Strains of the Season: Food & Feasting
When I think about my all-time favorite times around the table, few of them center on the meal itself. I remember joyful encounters when the food that sat before me was nothing exquisite: like eating pizza on the floor with my best friends in college or laughing through bites of food truck tacos in a gas station parking lot. These moments were built on community, conversation, and connection—not what actually filled our plates.
But when it comes to food around the holidays, oftentimes I forget this reality. I tend to take the table full of people I love for granted, focusing my energy instead on making the star dish of the holiday spread or checking off that scratch-made cake recipe this year. As the weather gets cool and crisp, my goals are lofty; but as the days get shorter and my to-do list longer, that sparkle in my eye soon turns dull. I look at the calendar for December and see the school holiday party, the community group potluck, our various family get-togethers, and Christmas movie nights that *require* a fun dessert. I forget the joys of fellowship and immediately become consumed with the pressure to create, concoct, and cater.
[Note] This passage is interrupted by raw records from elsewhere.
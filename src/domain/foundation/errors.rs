//! Error types for the domain layer.

use std::collections::HashMap;
use std::error::Error;
use std::fmt;
use thiserror::Error;

/// Errors that occur during value object construction.
#[derive(Debug, Clone, PartialEq, Eq, Error)]
pub enum ValidationError {
    #[error("Field '{field}' cannot be empty")]
    EmptyField { field: String },

    #[error("Field '{field}' must be between {min} and {max}, got {actual}")]
    OutOfRange {
        field: String,
        min: i32,
        max: i32,
        actual: i32,
    },

    #[error("Field '{field}' has invalid format: {reason}")]
    InvalidFormat { field: String, reason: String },
}

impl ValidationError {
    /// Creates an empty field validation error.
    pub fn empty_field(field: impl Into<String>) -> Self {
        ValidationError::EmptyField { field: field.into() }
    }

    /// Creates an out of range validation error.
    pub fn out_of_range(field: impl Into<String>, min: i32, max: i32, actual: i32) -> Self {
        ValidationError::OutOfRange {
            field: field.into(),
            min,
            max,
            actual,
        }
    }

    /// Creates an invalid format validation error.
    pub fn invalid_format(field: impl Into<String>, reason: impl Into<String>) -> Self {
        ValidationError::InvalidFormat {
            field: field.into(),
            reason: reason.into(),
        }
    }
}

/// Error codes organized by category.
#[derive(Debug, Clone, Copy, PartialEq, Eq, Hash)]
pub enum ErrorCode {
    // Validation errors
    ValidationFailed,
    EmptyField,
    OutOfRange,
    InvalidFormat,
    InvalidConfiguration,

    // Not found errors
    ChatSessionNotFound,
    StageRunNotFound,
    RecordingSessionNotFound,
    ProjectNotFound,

    // State errors
    InvalidStateTransition,

    // Infrastructure errors
    InternalError,
}

impl ErrorCode {
    /// Returns true for codes that describe a missing resource.
    pub fn is_not_found(&self) -> bool {
        matches!(
            self,
            ErrorCode::ChatSessionNotFound
                | ErrorCode::StageRunNotFound
                | ErrorCode::RecordingSessionNotFound
                | ErrorCode::ProjectNotFound
        )
    }
}

impl fmt::Display for ErrorCode {
    fn fmt(&self, f: &mut fmt::Formatter<'_>) -> fmt::Result {
        let s = match self {
            ErrorCode::ValidationFailed => "VALIDATION_FAILED",
            ErrorCode::EmptyField => "EMPTY_FIELD",
            ErrorCode::OutOfRange => "OUT_OF_RANGE",
            ErrorCode::InvalidFormat => "INVALID_FORMAT",
            ErrorCode::InvalidConfiguration => "INVALID_CONFIGURATION",
            ErrorCode::ChatSessionNotFound => "CHAT_SESSION_NOT_FOUND",
            ErrorCode::StageRunNotFound => "STAGE_RUN_NOT_FOUND",
            ErrorCode::RecordingSessionNotFound => "RECORDING_SESSION_NOT_FOUND",
            ErrorCode::ProjectNotFound => "PROJECT_NOT_FOUND",
            ErrorCode::InvalidStateTransition => "INVALID_STATE_TRANSITION",
            ErrorCode::InternalError => "INTERNAL_ERROR",
        };
        write!(f, "{}", s)
    }
}

/// Standard domain error with code, message, and optional details.
#[derive(Debug, Clone)]
pub struct DomainError {
    pub code: ErrorCode,
    pub message: String,
    pub details: HashMap<String, String>,
}

impl DomainError {
    /// Creates a new domain error.
    pub fn new(code: ErrorCode, message: impl Into<String>) -> Self {
        Self {
            code,
            message: message.into(),
            details: HashMap::new(),
        }
    }

    /// Creates a validation error for a specific field.
    pub fn validation(field: impl Into<String>, message: impl Into<String>) -> Self {
        Self {
            code: ErrorCode::ValidationFailed,
            message: message.into(),
            details: HashMap::new(),
        }
        .with_detail("field", field.into())
    }

    /// Creates an invalid configuration error.
    pub fn invalid_configuration(message: impl Into<String>) -> Self {
        Self::new(ErrorCode::InvalidConfiguration, message)
    }

    /// Creates an invalid state transition error naming both states.
    pub fn invalid_transition(from: impl fmt::Debug, to: impl fmt::Debug) -> Self {
        Self::new(
            ErrorCode::InvalidStateTransition,
            format!("Cannot transition from {:?} to {:?}", from, to),
        )
        .with_detail("from", format!("{:?}", from))
        .with_detail("to", format!("{:?}", to))
    }

    /// Adds a detail to the error.
    pub fn with_detail(mut self, key: impl Into<String>, value: impl Into<String>) -> Self {
        self.details.insert(key.into(), value.into());
        self
    }
}

impl fmt::Display for DomainError {
    fn fmt(&self, f: &mut fmt::Formatter<'_>) -> fmt::Result {
        write!(f, "[{}] {}", self.code, self.message)
    }
}

impl Error for DomainError {}

impl From<ValidationError> for DomainError {
    fn from(err: ValidationError) -> Self {
        let code = match &err {
            ValidationError::EmptyField { .. } => ErrorCode::EmptyField,
            ValidationError::OutOfRange { .. } => ErrorCode::OutOfRange,
            ValidationError::InvalidFormat { field, .. } if field == "state_transition" => {
                ErrorCode::InvalidStateTransition
            }
            ValidationError::InvalidFormat { .. } => ErrorCode::InvalidFormat,
        };
        DomainError::new(code, err.to_string())
    }
}

#[cfg(test)]
mod tests {
    use super::*;

    #[test]
    fn validation_error_empty_field_displays_correctly() {
        let err = ValidationError::empty_field("content");
        assert_eq!(format!("{}", err), "Field 'content' cannot be empty");
    }

    #[test]
    fn validation_error_out_of_range_displays_correctly() {
        let err = ValidationError::out_of_range("progress_step", 1, 100, 150);
        assert_eq!(
            format!("{}", err),
            "Field 'progress_step' must be between 1 and 100, got 150"
        );
    }

    #[test]
    fn domain_error_displays_code_and_message() {
        let err = DomainError::new(ErrorCode::StageRunNotFound, "Stage run not found");
        assert_eq!(format!("{}", err), "[STAGE_RUN_NOT_FOUND] Stage run not found");
    }

    #[test]
    fn domain_error_with_detail_adds_detail() {
        let err = DomainError::new(ErrorCode::ValidationFailed, "Validation failed")
            .with_detail("field", "content")
            .with_detail("reason", "blank");

        assert_eq!(err.details.get("field"), Some(&"content".to_string()));
        assert_eq!(err.details.get("reason"), Some(&"blank".to_string()));
    }

    #[test]
    fn invalid_transition_records_both_states() {
        let err = DomainError::invalid_transition("Configuring", "Paused");
        assert_eq!(err.code, ErrorCode::InvalidStateTransition);
        assert!(err.details.contains_key("from"));
        assert!(err.details.contains_key("to"));
    }

    #[test]
    fn state_transition_validation_maps_to_invalid_transition_code() {
        let err: DomainError =
            ValidationError::invalid_format("state_transition", "Cannot go back").into();
        assert_eq!(err.code, ErrorCode::InvalidStateTransition);
    }

    #[test]
    fn empty_field_maps_to_empty_field_code() {
        let err: DomainError = ValidationError::empty_field("content").into();
        assert_eq!(err.code, ErrorCode::EmptyField);
    }

    #[test]
    fn not_found_codes_are_classified() {
        assert!(ErrorCode::ProjectNotFound.is_not_found());
        assert!(ErrorCode::ChatSessionNotFound.is_not_found());
        assert!(!ErrorCode::InvalidConfiguration.is_not_found());
    }

    #[test]
    fn error_code_display_formats_correctly() {
        assert_eq!(format!("{}", ErrorCode::InvalidConfiguration), "INVALID_CONFIGURATION");
        assert_eq!(format!("{}", ErrorCode::InternalError), "INTERNAL_ERROR");
    }
}
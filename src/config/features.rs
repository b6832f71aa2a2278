//! Feature flags configuration

use serde::Deserialize;

/// Feature flags for enabling/disabling functionality
#[derive(Debug, Clone, Deserialize)]
pub struct FeatureFlags {
    /// Attach the HTTP request tracing layer
    #[serde(default = "default_true")]
    pub enable_tracing: bool,

    /// Emit logs as JSON lines instead of human-readable text
    #[serde(default)]
    pub json_logs: bool,

    /// Include internal error messages in API responses
    #[serde(default)]
    pub verbose_errors: bool,
}

impl Default for FeatureFlags {
    fn default() -> Self {
        Self {
            enable_tracing: true,
            json_logs: false,
            verbose_errors: false,
        }
    }
}

fn default_true() -> bool {
    true
}

#[cfg(test)]
mod tests {
    use super::*;

    #[test]
    fn test_feature_flags_defaults() {
        let flags = FeatureFlags::default();
        assert!(flags.enable_tracing);
        assert!(!flags.json_logs);
        assert!(!flags.verbose_errors);
    }

    #[test]
    fn test_feature_flags_deserialization() {
        let flags: FeatureFlags = serde_json::from_str(r#"{"json_logs": true}"#).unwrap();
        assert!(flags.json_logs);
        assert!(flags.enable_tracing);
    }
}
From beginning to end, the Bible unpacks this tension we feel in our holiday feasting. God created us with the ability to see and taste and savor different foods, both for our sustenance and enjoyment. It’s the reason a bite of chocolate cake can instantly take us back to our childhood visits to grandma’s house or why receiving a beloved family recipe is an honor. When God created the earth, he placed Adam and Eve in a garden with foods that would sustain them and fuel their bodies.[1] There was no calorie-counting, no food pyramids, no trans fats, no preservatives. There was no looking at the month’s meal plan or grocery budget and feeling shoulders tense up . . . that is, until sin entered the world with a bite of—you guessed it—food.[2]
In God’s grace, though, food after the fall is still a good gift we can taste and enjoy. In fact, we see in Scripture that the Lord uses it often for remembrance and thanksgiving. When the Israelites fled Egypt, God first called them to a meal of remembrance.[3] During Jesus’s time on earth, he put God’s glory on display through acts like feeding 5,000 people with just five loaves and two fish[4] and turning water to wine.[5] Before he journeyed to the cross, Jesus took the time to sit with his disciples and have a meal of bread and wine, saying: “This is my body, which is given for you. Do this in remembrance of me” (Luke 22:19).
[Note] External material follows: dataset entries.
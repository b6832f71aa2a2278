//! Ports - Interfaces for external dependencies.
//!
//! Following hexagonal architecture, ports define the contracts between
//! the domain and the outside world. Adapters implement these ports.
//!
//! - `ConversationStore` - Where assistant conversations live
//! - `ProjectCatalog` - Dashboard projects, stats and guides
//! - `CompletionNotifier` - Signal fired when a stage run finishes
//! - `ProcessingLauncher` - Hand-off from an accepted recording to processing

mod completion_notifier;
mod conversation_store;
mod processing_launcher;
mod project_catalog;

pub use completion_notifier::CompletionNotifier;
pub use conversation_store::ConversationStore;
pub use processing_launcher::ProcessingLauncher;
pub use project_catalog::ProjectCatalog;
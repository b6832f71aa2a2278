//! Fixed sample catalog matching the dashboard mock-up.

use async_trait::async_trait;

use crate::domain::foundation::{DomainError, Percentage, ProjectId};
use crate::domain::project::{
    DashboardStat, GuideDocument, GuideStep, Project, ProjectFilter, ProjectKind, ProjectStatus,
};
use crate::ports::ProjectCatalog;

/// Length of the sample video, in seconds.
const SAMPLE_VIDEO_SECS: u64 = 120;

/// Six sample projects, four headline stats and one shared guide.
pub struct SampleProjectCatalog {
    projects: Vec<Project>,
    stats: Vec<DashboardStat>,
    guide: GuideDocument,
}

impl SampleProjectCatalog {
    pub fn new() -> Self {
        Self {
            projects: sample_projects(),
            stats: sample_stats(),
            guide: GuideDocument::new(sample_steps(), SAMPLE_VIDEO_SECS),
        }
    }

    pub fn projects(&self) -> &[Project] {
        &self.projects
    }
}

impl Default for SampleProjectCatalog {
    fn default() -> Self {
        Self::new()
    }
}

#[async_trait]
impl ProjectCatalog for SampleProjectCatalog {
    async fn list(&self, filter: &ProjectFilter) -> Result<Vec<Project>, DomainError> {
        Ok(filter.apply(&self.projects))
    }

    async fn find(&self, id: ProjectId) -> Result<Option<Project>, DomainError> {
        Ok(self.projects.iter().find(|p| p.id == id).cloned())
    }

    async fn stats(&self) -> Result<Vec<DashboardStat>, DomainError> {
        Ok(self.stats.clone())
    }

    async fn guide(&self, id: ProjectId) -> Result<Option<GuideDocument>, DomainError> {
        let known = self.projects.iter().any(|p| p.id == id);
        Ok(known.then(|| self.guide.clone()))
    }
}

fn sample_projects() -> Vec<Project> {
    use ProjectKind::*;
    use ProjectStatus::*;

    vec![
        Project::new("Product Onboarding Tutorial", Published, Both, "4:32", "2 hours ago"),
        Project::new("Feature Walkthrough - Dashboard", Ready, Video, "2:15", "5 hours ago"),
        Project::new("API Integration Guide", Processing, Guide, "8:45", "1 day ago")
            .with_progress(Percentage::new(67)),
        Project::new("Settings Configuration", Processing, Both, "3:20", "1 day ago")
            .with_progress(Percentage::new(23)),
        Project::new("Customer Support Flow", Ready, Video, "5:10", "2 days ago"),
        Project::new("Mobile App Demo", Published, Both, "6:45", "3 days ago"),
    ]
}

fn sample_stats() -> Vec<DashboardStat> {
    vec![
        DashboardStat::new("Videos Created", "24", "+12%"),
        DashboardStat::new("Guides Generated", "18", "+8%"),
        DashboardStat::new("Time Saved", "32h", "+25%"),
        DashboardStat::new("Views", "1.2k", "+15%"),
    ]
}

fn sample_steps() -> Vec<GuideStep> {
    vec![
        GuideStep::new(
            1,
            "Navigate to Dashboard",
            "Click on the dashboard icon in the left sidebar to access the main dashboard view.",
            0,
        ),
        GuideStep::new(
            2,
            "Create New Project",
            "Click the 'New Project' button in the top right corner to start creating a new project.",
            15,
        ),
        GuideStep::new(
            3,
            "Configure Settings",
            "Fill in the project name, description, and select your preferred options from the settings panel.",
            45,
        ),
        GuideStep::new(
            4,
            "Save and Publish",
            "Review your changes and click 'Save' to store the project, then 'Publish' to make it live.",
            90,
        ),
    ]
}
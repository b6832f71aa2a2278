//! Processing launcher port.
//!
//! Receives an accepted recording and starts processing it.

use async_trait::async_trait;

use crate::domain::foundation::{DomainError, StageRunId};
use crate::domain::recording::RecordingHandoff;

#[async_trait]
pub trait ProcessingLauncher: Send + Sync {
    /// Starts processing and returns the id of the new run.
    async fn launch(&self, handoff: RecordingHandoff) -> Result<StageRunId, DomainError>;
}
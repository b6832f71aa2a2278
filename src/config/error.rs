//! Configuration error types

use thiserror::Error;

/// Errors that can occur during configuration loading
#[derive(Debug, Error)]
pub enum ConfigError {
    #[error("Configuration loading failed: {0}")]
    LoadError(#[from] config::ConfigError),

    #[error("Validation failed: {0}")]
    ValidationFailed(#[from] ValidationError),
}

/// Errors that can occur during configuration validation
#[derive(Debug, Error, PartialEq, Eq)]
pub enum ValidationError {
    #[error("Invalid port number")]
    InvalidPort,

    #[error("Invalid bind host: {0}")]
    InvalidHost(String),

    #[error("Invalid request timeout")]
    InvalidTimeout,

    #[error("Interval '{0}' must be greater than zero")]
    ZeroInterval(&'static str),

    #[error("Progress step must be between 1 and 100, got {0}")]
    InvalidProgressStep(u8),

    #[error("Reply latency of {latency_ms}ms does not fit in the {timeout_secs}s request timeout")]
    ReplyLatencyExceedsTimeout { latency_ms: u64, timeout_secs: u64 },
}
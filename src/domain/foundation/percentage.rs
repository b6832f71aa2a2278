//! Percentage value object (0-100 scale).

use serde::{Deserialize, Serialize};
use std::fmt;

use super::ValidationError;

/// A value between 0 and 100 inclusive.
#[derive(Debug, Clone, Copy, PartialEq, Eq, PartialOrd, Ord, Hash, Serialize, Deserialize)]
#[serde(transparent)]
pub struct Percentage(u8);

impl Percentage {
    /// Zero percent.
    pub const ZERO: Self = Self(0);

    /// One hundred percent.
    pub const HUNDRED: Self = Self(100);

    /// Creates a new Percentage, clamping to valid range.
    pub fn new(value: u8) -> Self {
        Self(value.min(100))
    }

    /// Creates a Percentage, returning error if out of range.
    pub fn try_new(value: u8) -> Result<Self, ValidationError> {
        if value > 100 {
            return Err(ValidationError::out_of_range(
                "percentage",
                0,
                100,
                value as i32,
            ));
        }
        Ok(Self(value))
    }

    /// Returns the value as u8.
    pub fn value(&self) -> u8 {
        self.0
    }

    /// Returns this percentage advanced by `step`, saturating at 100.
    pub fn saturating_add(&self, step: u8) -> Self {
        Self::new(self.0.saturating_add(step))
    }

    /// Returns true at 100%.
    pub fn is_full(&self) -> bool {
        self.0 == 100
    }
}

impl Default for Percentage {
    fn default() -> Self {
        Self::ZERO
    }
}

impl fmt::Display for Percentage {
    fn fmt(&self, f: &mut fmt::Formatter<'_>) -> fmt::Result {
        write!(f, "{}%", self.0)
    }
}
//! Assistant domain module.
//!
//! The in-app support chat: a keyword rule table that picks a canned reply,
//! and the conversation that records the exchange.

mod conversation;
mod message;
mod rules;

pub use conversation::{Conversation, GREETING, QUICK_REPLIES};
pub use message::{ChatMessage, MessageId, Role};
pub use rules::{classify, respond, ResponseCategory, ResponseRule, RuleBook};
When we stop to think about the ways God uses food as a daily grace to us, it reminds us just how much he loves his children. Food can soften conversations and teach us about new cultures. It’s a beautiful thread that weaves through times of grief and celebration, busyness and rest, and across all of history. Because of God’s kindness to us, a world filled with sin still makes room for a world where we can see glimpses of heaven through a joyful table and a good meal.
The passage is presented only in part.